━━━━━ PROVIDED DATA ━━━━━

use serde::{Serialize, Deserialize};

use crate::model::types::{ExonId, TranscriptId};
use crate::types::Strand;

/// Transcript feature as seen by the consolidator: stable id, tags, and member exons.
#[derive(Debug, Clone, PartialEq, Eq, Serialize, Deserialize)]
pub struct Transcript {
    pub idx: TranscriptId,
    pub id: String,
    pub gene_id: Option<String>,
    pub chrom: String,
    pub strand: Strand,
    tags: Vec<String>,
    exons: Vec<ExonId>,
}

impl Transcript {
    pub fn new(
        idx: TranscriptId,
        id: impl Into<String>,
        gene_id: Option<String>,
        chrom: impl Into<String>,
        strand: Strand,
    ) -> Self {
        Self {
            idx,
            id: id.into(),
            gene_id,
            chrom: chrom.into(),
            strand,
            tags: Vec::new(),
            exons: Vec::new(),
        }
    }

    /// Add an annotation tag (deduped, order of first appearance kept).
    pub fn add_tag(&mut self, tag: &str) {
        let tag = tag.trim();
        if tag.is_empty() {
            return;
        }
        if !self.tags.iter().any(|t| t == tag) {
            self.tags.push(tag.to_string());
        }
    }

    pub fn tags(&self) -> &[String] {
        &self.tags
    }

    /// True if any tag starts with `prefix` (`appris_principal` matches `appris_principal_1`).
    pub fn has_tag_prefix(&self, prefix: &str) -> bool {
        self.tags.iter().any(|t| t.starts_with(prefix))
    }

    pub fn add_exon(&mut self, exon: ExonId) {
        self.exons.push(exon);
    }

    pub fn exons(&self) -> &[ExonId] {
        &self.exons
    }

    pub fn contains_exon(&self, exon: ExonId) -> bool {
        self.exons.binary_search(&exon).is_ok()
    }

    /// Sort exon ids and remove duplicates; required before `contains_exon`.
    pub fn finalize(&mut self) {
        self.exons.sort_unstable();
        self.exons.dedup();
    }
}

#[cfg(test)]
mod tests {
    use super::*;

    #[test]
    fn tags_are_deduped_and_prefix_matched() {
        let mut t = Transcript::new(0, "T1", Some("G1".into()), "chr1", Strand::Plus);
        t.add_tag("basic");
        t.add_tag("basic");
        t.add_tag(" appris_principal_1 ");
        t.add_tag("");

        assert_eq!(t.tags(), ["basic", "appris_principal_1"]);
        assert!(t.has_tag_prefix("appris_principal"));
        assert!(!t.has_tag_prefix("CCDS"));
    }

    #[test]
    fn finalize_sorts_and_dedups_exons() {
        let mut t = Transcript::new(3, "T3", None, "chr2", Strand::Minus);
        t.add_exon(7);
        t.add_exon(2);
        t.add_exon(7);
        t.finalize();

        assert_eq!(t.exons(), &[2, 7]);
        assert!(t.contains_exon(7));
        assert!(!t.contains_exon(5));
    }
}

━━━━━

All of the entries above need to be reproduced exactly.

■ SOLUTION TO THIS EXERCISE ■
use serde::{Serialize, Deserialize};

use crate::model::types::{ExonId, TranscriptId};
use crate::types::Strand;

/// Transcript feature as seen by the consolidator: stable id, tags, and member exons.
#[derive(Debug, Clone, PartialEq, Eq, Serialize, Deserialize)]
pub struct Transcript {
    pub idx: TranscriptId,
    pub id: String,
    pub gene_id: Option<String>,
    pub chrom: String,
    pub strand: Strand,
    tags: Vec<String>,
    exons: Vec<ExonId>,
}

impl Transcript {
    pub fn new(
        idx: TranscriptId,
        id: impl Into<String>,
        gene_id: Option<String>,
        chrom: impl Into<String>,
        strand: Strand,
    ) -> Self {
        Self {
            idx,
            id: id.into(),
            gene_id,
            chrom: chrom.into(),
            strand,
            tags: Vec::new(),
            exons: Vec::new(),
        }
    }

    /// Add an annotation tag (deduped, order of first appearance kept).
    pub fn add_tag(&mut self, tag: &str) {
        let tag = tag.trim();
        if tag.is_empty() {
            return;
        }
        if !self.tags.iter().any(|t| t == tag) {
            self.tags.push(tag.to_string());
        }
    }

    pub fn tags(&self) -> &[String] {
        &self.tags
    }

    /// True if any tag starts with `prefix` (`appris_principal` matches `appris_principal_1`).
    pub fn has_tag_prefix(&self, prefix: &str) -> bool {
        self.tags.iter().any(|t| t.starts_with(prefix))
    }

    pub fn add_exon(&mut self, exon: ExonId) {
        self.exons.push(exon);
    }

    pub fn exons(&self) -> &[ExonId] {
        &self.exons
    }

    pub fn contains_exon(&self, exon: ExonId) -> bool {
        self.exons.binary_search(&exon).is_ok()
    }

    /// Sort exon ids and remove duplicates; required before `contains_exon`.
    pub fn finalize(&mut self) {
        self.exons.sort_unstable();
        self.exons.dedup();
    }
}

#[cfg(test)]
mod tests {
    use super::*;

    #[test]
    fn tags_are_deduped_and_prefix_matched() {
        let mut t = Transcript::new(0, "T1", Some("G1".into()), "chr1", Strand::Plus);
        t.add_tag("basic");
        t.add_tag("basic");
        t.add_tag(" appris_principal_1 ");
        t.add_tag("");

        assert_eq!(t.tags(), ["basic", "appris_principal_1"]);
        assert!(t.has_tag_prefix("appris_principal"));
        assert!(!t.has_tag_prefix("CCDS"));
    }

    #[test]
    fn finalize_sorts_and_dedups_exons() {
        let mut t = Transcript::new(3, "T3", None, "chr2", Strand::Minus);
        t.add_exon(7);
        t.add_exon(2);
        t.add_exon(7);
        t.finalize();

        assert_eq!(t.exons(), &[2, 7]);
        assert!(t.contains_exon(7));
        assert!(!t.contains_exon(5));
    }
}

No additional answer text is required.